Ever hear someone talk about being in an on again/off again relationship? When they’re on, they’re great. The partners are in synch, nurturing each other, providing good support, a mutually beneficial give and take. They have fun together. Sunlight, roses, upbeat music surround them. Joy ensues and they feel like, together, everything is better and they are invincible.
When relationships are off, whew boy. The bloom comes off that rose. Everything that used to be so simpatico dissolves into a morass of discontent. The things that attracted two people to each other often become annoying. Cute turns to cloying. Give and take become keep and take more. Sometimes you downright love and loathe each other at the same time and end up resenting what you most need.
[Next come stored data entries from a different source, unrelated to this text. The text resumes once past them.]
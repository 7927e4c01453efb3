// SPDX-License-Identifier: MPL-2.0
//! Storefront state: one card per collection, each with its own carousel,
//! the detail view of one collection and the visibility observer shared by
//! all deferred carousel images.

use super::layout::{GridLayout, ScrollViewport};
use crate::application::inquiry::InquiryTemplate;
use crate::domain::catalog::Collection;
use crate::domain::ids::CollectionId;
use crate::domain::video::PlaybackFailure;
use crate::ui::carousel::{self, Carousel, CarouselSettings, VideoCommand};
use crate::ui::lazy_image::{self, Registration, VisibilityObserver};
use iced::Size;
use std::collections::HashMap;
use std::time::Instant;

/// A carousel on the storefront: the one on a card or the one in the detail
/// view of the same collection.
#[derive(Debug, Clone, Copy, PartialEq, Eq, Hash)]
pub enum CarouselId {
    Card(CollectionId),
    Detail(CollectionId),
}

impl CarouselId {
    #[must_use]
    pub fn collection(self) -> CollectionId {
        match self {
            Self::Card(id) | Self::Detail(id) => id,
        }
    }
}

/// A carousel image across the whole storefront.
pub type ImageKey = (CarouselId, usize);

#[derive(Debug, Clone)]
pub struct Card {
    collection: Collection,
    carousel: Carousel,
    inquiry_link: Option<String>,
}

impl Card {
    #[must_use]
    pub fn collection(&self) -> &Collection {
        &self.collection
    }

    #[must_use]
    pub fn carousel(&self) -> &Carousel {
        &self.carousel
    }

    #[must_use]
    pub fn inquiry_link(&self) -> Option<&str> {
        self.inquiry_link.as_deref()
    }
}

/// Large view of one collection, opened from its card.
#[derive(Debug, Clone)]
pub struct Detail {
    id: CollectionId,
    carousel: Carousel,
}

impl Detail {
    #[must_use]
    pub fn id(&self) -> CollectionId {
        self.id
    }

    #[must_use]
    pub fn carousel(&self) -> &Carousel {
        &self.carousel
    }
}

#[derive(Debug, Clone)]
pub enum Message {
    Carousel {
        id: CarouselId,
        message: carousel::Message,
    },
    Inquire(CollectionId),
    OpenDetail(CollectionId),
    CloseDetail,
    Scrolled(ScrollViewport),
    WindowResized(Size),
    Tick(Instant),
}

/// Work for the host.
#[derive(Debug, Clone, PartialEq)]
pub enum Event {
    Video {
        id: CarouselId,
        commands: Vec<VideoCommand>,
    },
    FetchImage {
        key: ImageKey,
        url: String,
    },
    /// Raised once per failing image; the host fetches the placeholder.
    ImageFailed {
        key: ImageKey,
        placeholder: String,
        reason: String,
    },
    PlaybackFailed(PlaybackFailure),
    OpenLink(String),
    DetailOpened(CollectionId),
}

#[derive(Debug, Clone)]
pub struct Storefront {
    cards: Vec<Card>,
    detail: Option<Detail>,
    settings: CarouselSettings,
    placeholder: String,
    observer: VisibilityObserver<ImageKey>,
    registrations: HashMap<CarouselId, Vec<Registration>>,
    viewport: ScrollViewport,
    failed_images: usize,
}

impl Storefront {
    #[must_use]
    pub fn new(settings: CarouselSettings, placeholder: impl Into<String>, threshold: f32) -> Self {
        Self {
            cards: Vec::new(),
            detail: None,
            settings,
            placeholder: placeholder.into(),
            observer: VisibilityObserver::new(threshold),
            registrations: HashMap::new(),
            viewport: ScrollViewport::default(),
            failed_images: 0,
        }
    }

    #[must_use]
    pub fn cards(&self) -> &[Card] {
        &self.cards
    }

    #[must_use]
    pub fn card(&self, id: CollectionId) -> Option<&Card> {
        self.cards.iter().find(|card| card.collection.id == id)
    }

    /// The open detail view and the card it belongs to.
    #[must_use]
    pub fn detail(&self) -> Option<(&Detail, &Card)> {
        let detail = self.detail.as_ref()?;
        Some((detail, self.card(detail.id)?))
    }

    #[must_use]
    pub fn is_empty(&self) -> bool {
        self.cards.is_empty()
    }

    #[must_use]
    pub fn failed_images(&self) -> usize {
        self.failed_images
    }

    #[must_use]
    pub fn pending_observations(&self) -> usize {
        self.observer.len()
    }

    #[must_use]
    pub fn viewport(&self) -> ScrollViewport {
        self.viewport
    }

    #[must_use]
    pub fn is_animating(&self, now: Instant) -> bool {
        self.cards.iter().any(|card| card.carousel.is_animating(now))
            || self
                .detail
                .as_ref()
                .is_some_and(|detail| detail.carousel.is_animating(now))
    }

    /// Replaces the catalog shown. Videos of the old cards are stopped.
    pub fn set_collections(
        &mut self,
        collections: Vec<Collection>,
        inquiry: &InquiryTemplate<'_>,
        now: Instant,
    ) -> Vec<Event> {
        let mut events = self.shutdown();
        self.detail = None;
        for registration in std::mem::take(&mut self.registrations)
            .into_values()
            .flatten()
        {
            self.observer.unregister(registration);
        }

        self.cards = collections
            .into_iter()
            .map(|collection| Card {
                carousel: Carousel::new(
                    collection.media_sequence(),
                    &self.placeholder,
                    self.settings,
                ),
                inquiry_link: inquiry.link_for(&collection),
                collection,
            })
            .collect();

        let mut started = Vec::new();
        for card in &mut self.cards {
            let id = CarouselId::Card(card.collection.id);
            for (index, effect) in card.carousel.start() {
                started.push(((id, index), effect));
            }
        }
        for (key, effect) in started {
            self.route_image_effect(key, effect, &mut events);
        }
        events.extend(self.check_visibility(now));
        events
    }

    pub fn update(&mut self, message: Message, now: Instant) -> Vec<Event> {
        match message {
            Message::Carousel { id, message } => {
                let Some(carousel) = self.carousel_mut(id) else {
                    return Vec::new();
                };
                let effect = carousel.handle(message, now);
                let mut events = Vec::new();
                match effect {
                    carousel::Effect::None => {}
                    carousel::Effect::Video(commands) => {
                        events.push(Event::Video { id, commands });
                    }
                    carousel::Effect::Image { index, effect } => {
                        self.route_image_effect((id, index), effect, &mut events);
                    }
                    carousel::Effect::PlaybackFailed(failure) => {
                        events.push(Event::PlaybackFailed(failure));
                    }
                }
                events.extend(self.check_visibility(now));
                events
            }
            Message::Inquire(id) => self
                .card(id)
                .and_then(|card| card.inquiry_link.clone())
                .map(Event::OpenLink)
                .into_iter()
                .collect(),
            Message::OpenDetail(id) => self.open_detail(id, now),
            Message::CloseDetail => self.close_detail(),
            Message::Scrolled(viewport) => {
                self.viewport = viewport;
                self.check_visibility(now)
            }
            Message::WindowResized(size) => {
                self.viewport = ScrollViewport::in_window(size, self.viewport.top);
                self.check_visibility(now)
            }
            Message::Tick(now) => {
                for card in &mut self.cards {
                    card.carousel.handle(carousel::Message::Tick(now), now);
                }
                if let Some(detail) = self.detail.as_mut() {
                    detail.carousel.handle(carousel::Message::Tick(now), now);
                }
                self.check_visibility(now)
            }
        }
    }

    /// Delivers a fetch result to the carousel image behind `key`.
    pub fn deliver_image(
        &mut self,
        key: ImageKey,
        message: lazy_image::Message,
        now: Instant,
    ) -> Vec<Event> {
        let (id, index) = key;
        self.update(
            Message::Carousel {
                id,
                message: carousel::Message::Image { index, message },
            },
            now,
        )
    }

    /// Commands that silence every carousel, e.g. when leaving the storefront.
    pub fn shutdown(&mut self) -> Vec<Event> {
        let detail = self.detail.as_mut().map(|detail| {
            (CarouselId::Detail(detail.id), detail.carousel.shutdown())
        });
        self.cards
            .iter_mut()
            .map(|card| {
                (
                    CarouselId::Card(card.collection.id),
                    card.carousel.shutdown(),
                )
            })
            .chain(detail)
            .filter(|(_, commands)| !commands.is_empty())
            .map(|(id, commands)| Event::Video { id, commands })
            .collect()
    }

    fn carousel_mut(&mut self, id: CarouselId) -> Option<&mut Carousel> {
        match id {
            CarouselId::Card(collection) => self
                .cards
                .iter_mut()
                .find(|card| card.collection.id == collection)
                .map(|card| &mut card.carousel),
            CarouselId::Detail(collection) => self
                .detail
                .as_mut()
                .filter(|detail| detail.id == collection)
                .map(|detail| &mut detail.carousel),
        }
    }

    /// Opens the detail view on the item the card shows. The card's video is
    /// stopped; only one carousel of a collection plays at a time.
    fn open_detail(&mut self, id: CollectionId, now: Instant) -> Vec<Event> {
        if self.detail.as_ref().is_some_and(|detail| detail.id == id) {
            return Vec::new();
        }
        let mut events = self.close_detail();
        let Some(card) = self.cards.iter_mut().find(|card| card.collection.id == id) else {
            return events;
        };

        let commands = card.carousel.shutdown();
        if !commands.is_empty() {
            events.push(Event::Video {
                id: CarouselId::Card(id),
                commands,
            });
        }

        let mut carousel = Carousel::new(
            card.collection.media_sequence(),
            &self.placeholder,
            self.settings,
        );
        let started = carousel.start();
        if let Some(index) = card.carousel.state().current_index() {
            carousel.jump_to(index);
        }
        self.detail = Some(Detail { id, carousel });

        for (index, effect) in started {
            self.route_image_effect((CarouselId::Detail(id), index), effect, &mut events);
        }
        events.push(Event::DetailOpened(id));
        events.extend(self.check_visibility(now));
        events
    }

    fn close_detail(&mut self) -> Vec<Event> {
        let Some(mut detail) = self.detail.take() else {
            return Vec::new();
        };
        let id = CarouselId::Detail(detail.id);
        for registration in self.registrations.remove(&id).unwrap_or_default() {
            self.observer.unregister(registration);
        }
        let commands = detail.carousel.shutdown();
        if commands.is_empty() {
            Vec::new()
        } else {
            vec![Event::Video { id, commands }]
        }
    }

    fn route_image_effect(&mut self, key: ImageKey, effect: lazy_image::Effect, events: &mut Vec<Event>) {
        match effect {
            lazy_image::Effect::None => {}
            lazy_image::Effect::Observe => {
                let registration = self.observer.register(key);
                self.registrations.entry(key.0).or_default().push(registration);
            }
            lazy_image::Effect::Fetch(url) => events.push(Event::FetchImage { key, url }),
            lazy_image::Effect::Failed {
                source,
                placeholder,
                reason,
            } => {
                self.failed_images += 1;
                log::warn!("image {source} failed to load ({reason}), showing placeholder");
                events.push(Event::ImageFailed {
                    key,
                    placeholder,
                    reason,
                });
            }
        }
    }

    /// Reports the visible ratio of every carousel image in the strip window
    /// and arms the ones that crossed the threshold. The detail view covers
    /// the grid and is always fully visible.
    fn check_visibility(&mut self, now: Instant) -> Vec<Event> {
        if self.observer.is_empty() {
            return Vec::new();
        }
        let layout = GridLayout::for_width(self.viewport.width);
        let mut reports = Vec::new();
        for (position, card) in self.cards.iter().enumerate() {
            let ratio = layout.media_visibility(position, &self.viewport);
            if ratio <= 0.0 {
                continue;
            }
            let id = CarouselId::Card(card.collection.id);
            reports.extend(
                shown_indices(&card.carousel, now)
                    .into_iter()
                    .map(|index| ((id, index), ratio)),
            );
        }
        if let Some(detail) = &self.detail {
            let id = CarouselId::Detail(detail.id);
            reports.extend(
                shown_indices(&detail.carousel, now)
                    .into_iter()
                    .map(|index| ((id, index), 1.0)),
            );
        }

        let fired = self.observer.report_all(reports);
        let mut events = Vec::new();
        for key in fired {
            let (id, index) = key;
            let Some(carousel) = self.carousel_mut(id) else {
                continue;
            };
            let effect = carousel.handle(
                carousel::Message::Image {
                    index,
                    message: lazy_image::Message::Visible,
                },
                now,
            );
            if let carousel::Effect::Image { effect, .. } = effect {
                self.route_image_effect(key, effect, &mut events);
            }
        }
        events
    }
}

/// Items in the strip window plus the current one.
fn shown_indices(carousel: &Carousel, now: Instant) -> Vec<usize> {
    let mut indices = carousel.visible_indices(now);
    if let Some(current) = carousel.state().current_index() {
        if !indices.contains(&current) {
            indices.push(current);
        }
    }
    indices
}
This sounds a lot like my relationship with food and, by extension, with recovery. When things are good, I’m in that sunlight and roses place. Food is nourishment, it supports my body. I enjoy what I eat and, when in strong recovery, I feel invincible.
When the relationship goes into “off again” mode, my viewpoint, attitude and emotions get completely skewed. Take individual foods for example. When in recovery, I absolutely love and savor healthy, delicious food. I’ll get positively gleeful over a fresh salad with crisp vegetables and a melange of wonderful flavors. Fruit is like ambrosia. I taste and feel joy over fueling my body with yummy food and not overeating or compulsing.
When I go to the “off again” place, there’s no appeal in those same salad ingredients. I lose my appetite for healthy food and start craving junk like sugary doughnuts and greasy french fries.
The food itself hasn’t changed. I know that. It’s all in my perception of it, depending on the state of my recovery. When I’m in a good place, like I am tonight, I look at my whack perceptions and just sort of shake my head at the ridiculousness. Living in a diseased state of binge eating or compulsive eating holds more than its share of crazy behavior, that’s for sure.
I’d like to keep my relationship with food on a more even keel, based on the simple fact that food is just food. I don’t need to invest so much of my emotions and mental health in it. Food can be a pleasure, when I eat it in reasonable, healthy, appropriate ways.
When I don’t, it can be the most stress-inducing, emotional turmoil producing matter in the world.
Currently, I’m in a good place. I’m grateful and know that recovery can be fragile. I need to shore it up, give it my proper time and attention. Recovery needs to be tended and nurtured so that it grows healthy and strong. That’s not all that different than an other relationship.